## Your objective:
Where does the string "AxisRange" occur in the entries below? Copy every line where it does.

(Collected data)

# # # #

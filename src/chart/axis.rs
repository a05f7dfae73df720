use crate::chart::Chart;
use crate::core::AxisRange;
use crate::error::{ChartError, ChartResult};
use crate::render::{DEFAULT_OPACITY, DrawSurface, Font};

const GRIDLINE_WIDTH: f64 = 0.05;
const GRIDLINE_COLOR: &str = "gray";
const AXIS_LABEL_GAP: f64 = 2.0;

fn ensure_interval(every: usize) -> ChartResult<()> {
    if every == 0 {
        return Err(ChartError::InvalidData(
            "label interval must be > 0".to_owned(),
        ));
    }
    Ok(())
}

impl Chart {
    /// Value axis labels at every tick of `range`, optionally with a
    /// full-width gridline per tick. Ticks map through the same value domain
    /// as the data renderers sharing the box.
    pub fn y_axis<S: DrawSurface + ?Sized>(
        &self,
        surface: &mut S,
        range: AxisRange,
        gridlines: bool,
    ) -> ChartResult<()> {
        range.validate()?;
        self.warn_if_degenerate("y_axis");
        for value in range.ticks() {
            let y = self.y_for_value(value);
            if gridlines {
                surface.line(
                    self.left,
                    y,
                    self.right,
                    y,
                    GRIDLINE_WIDTH,
                    GRIDLINE_COLOR,
                    DEFAULT_OPACITY,
                );
            }
            surface.text_end(
                self.left - AXIS_LABEL_GAP,
                y - self.text_size / 3.0,
                &self.format_value(value),
                Font::Sans,
                self.text_size,
                &self.label_color,
                self.opacity,
            );
        }
        Ok(())
    }

    /// X axis labels for every `every`-th record.
    pub fn x_label<S: DrawSurface + ?Sized>(
        &self,
        surface: &mut S,
        every: usize,
    ) -> ChartResult<()> {
        ensure_interval(every)?;
        let y = self.bottom - self.text_size * 2.0;
        for (i, record) in self.records.iter().enumerate().step_by(every) {
            surface.text_mid(
                self.x_for_index(i),
                y,
                &record.label,
                Font::Sans,
                self.text_size,
                &self.label_color,
                self.opacity,
            );
        }
        Ok(())
    }

    /// X axis labels for all records, alternating between two rows: labels at
    /// multiples of `every` on the upper row, the rest one row lower.
    pub fn x_stagger_label<S: DrawSurface + ?Sized>(
        &self,
        surface: &mut S,
        every: usize,
    ) -> ChartResult<()> {
        ensure_interval(every)?;
        for (i, record) in self.records.iter().enumerate() {
            let rows_down = if i % every == 0 { 2.0 } else { 4.0 };
            surface.text_mid(
                self.x_for_index(i),
                self.bottom - self.text_size * rows_down,
                &record.label,
                Font::Sans,
                self.text_size,
                &self.label_color,
                self.opacity,
            );
        }
        Ok(())
    }

    /// X axis labels for every `every`-th record, rotated by `angle_deg`.
    pub fn x_rotate_label<S: DrawSurface + ?Sized>(
        &self,
        surface: &mut S,
        angle_deg: f64,
        every: usize,
    ) -> ChartResult<()> {
        ensure_interval(every)?;
        let y = self.bottom - self.text_size * 2.0;
        for (i, record) in self.records.iter().enumerate().step_by(every) {
            surface.text_rotate(
                self.x_for_index(i),
                y,
                &record.label,
                "",
                Font::Sans,
                angle_deg,
                self.text_size,
                &self.label_color,
                self.opacity,
            );
        }
        Ok(())
    }
}
use crate::chart::Chart;
use crate::core::{percentages, polar, std_color};
use crate::render::{DEFAULT_OPACITY, DrawSurface, Font};

/// Center used when the box's left edge is negative.
const FALLBACK_CENTER_X: f64 = 50.0;
/// Label distance from the center, as a fraction of the outer size.
const LABEL_RADIUS: f64 = 0.85;

impl Chart {
    /// Donut (or pie) chart of each record's share of the total.
    ///
    /// Slices start at 0 degrees and accumulate counter-clockwise in record
    /// order. The ring of outer size `size` is centered at
    /// `(left, top - size / 2)`; `stroke_width` is the ring thickness, so a
    /// stroke close to the radius draws a pie.
    pub fn donut<S: DrawSurface + ?Sized>(
        &self,
        surface: &mut S,
        size: f64,
        stroke_width: f64,
        show_values: bool,
        solid: bool,
    ) {
        self.warn_if_zero_sum("donut");
        let cx = if self.left < 0.0 { FALLBACK_CENTER_X } else { self.left };
        let cy = self.top - size / 2.0;

        let mut start = 0.0;
        let shares = percentages(&self.records);
        for (i, (record, share)) in self.records.iter().zip(shares).enumerate() {
            let end = start + (share / 100.0) * 360.0;
            let mid: f64 = (start + end) / 2.0;

            let (color, opacity) = std_color(i, &record.note, &self.data_color, share, solid);
            surface.arc(cx, cy, size, size, stroke_width, start, end, color, opacity);
            if show_values {
                let (tx, ty) = polar(cx, cy, size * LABEL_RADIUS, mid.to_radians());
                let text = format!("{} {}%", record.label, self.format_value(share));
                surface.text_mid(tx, ty, &text, Font::Sans, self.text_size, "", DEFAULT_OPACITY);
            }
            start = end;
        }
    }
}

# # # #

## Task output:
use crate::core::AxisRange;
        range: AxisRange,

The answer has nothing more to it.